REG I[alpha] activates c-Jun through MAPK pathways to enhance the radiosensitivity of squamous esophageal cancer cells

Identification of the key molecules that mediate susceptibility to anticancer treatments would be highly desirable. Based on clinical and cell biological studies, we recently proposed that regenerating gene (REG) I[alpha] may be such a molecule. In the present study, we hypothesized that REG I[alpha] increases radiosensitivity through activation of mitogen-activated protein kinase (MAPK) pathways.

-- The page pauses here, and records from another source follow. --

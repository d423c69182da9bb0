//! Bridge errors
//!
//! Only a malformed configuration shape aborts setup. Everything a
//! configuration returns is handled with diagnostics instead, see
//! [`crate::diagnostics`].

use rivulet_core::RivuletError;

use crate::controller::BridgeState;

/// Errors raised by the bridge controller
#[derive(Debug, Clone, PartialEq, Eq, thiserror::Error)]
pub enum BridgeError {
    /// The configuration does not match any supported shape
    #[error("Invalid streams configuration on {host}: {detail}")]
    ConfigurationShape {
        /// Identity of the host the configuration belongs to
        host: String,
        /// What is wrong with the shape
        detail: String,
    },

    /// A lifecycle operation was called in the wrong phase
    #[error("{operation} called on {host} while {state}")]
    InvalidPhase {
        /// Identity of the host
        host: String,
        /// Operation that was attempted
        operation: &'static str,
        /// State the controller was in
        state: BridgeState,
    },

    /// Error from the core crate
    #[error(transparent)]
    Core(#[from] RivuletError),
}

impl BridgeError {
    /// Create a configuration shape error
    pub fn shape(host: impl Into<String>, detail: impl Into<String>) -> Self {
        Self::ConfigurationShape {
            host: host.into(),
            detail: detail.into(),
        }
    }

    /// Create an invalid phase error
    pub fn phase(host: impl Into<String>, operation: &'static str, state: BridgeState) -> Self {
        Self::InvalidPhase {
            host: host.into(),
            operation,
            state,
        }
    }
}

To test that idea, we transfected TE-5 and TE-9 squamous esophageal cancer cells with REG I[alpha] and examined its involvement in MAPK signaling and its effect on susceptibility to radiotherapy. We found that REG I[alpha]-expressing cells showed increased expression of c-Jun messenger RNA (mRNA) and phospho-c-Jun protein mediated via the c-Jun N-terminal kinase (JNK) pathway and extracellular signal-regulated kinase (ERK) pathway, as well as increased radiosensitivity. Immunohistochemical analysis confirmed the activation of c-Jun in tumors expressing REG I[alpha]. Collectively, these findings suggest that REG I[alpha] activates c-Jun via the JNK and ERK pathway, thereby enhancing radiosensitivity.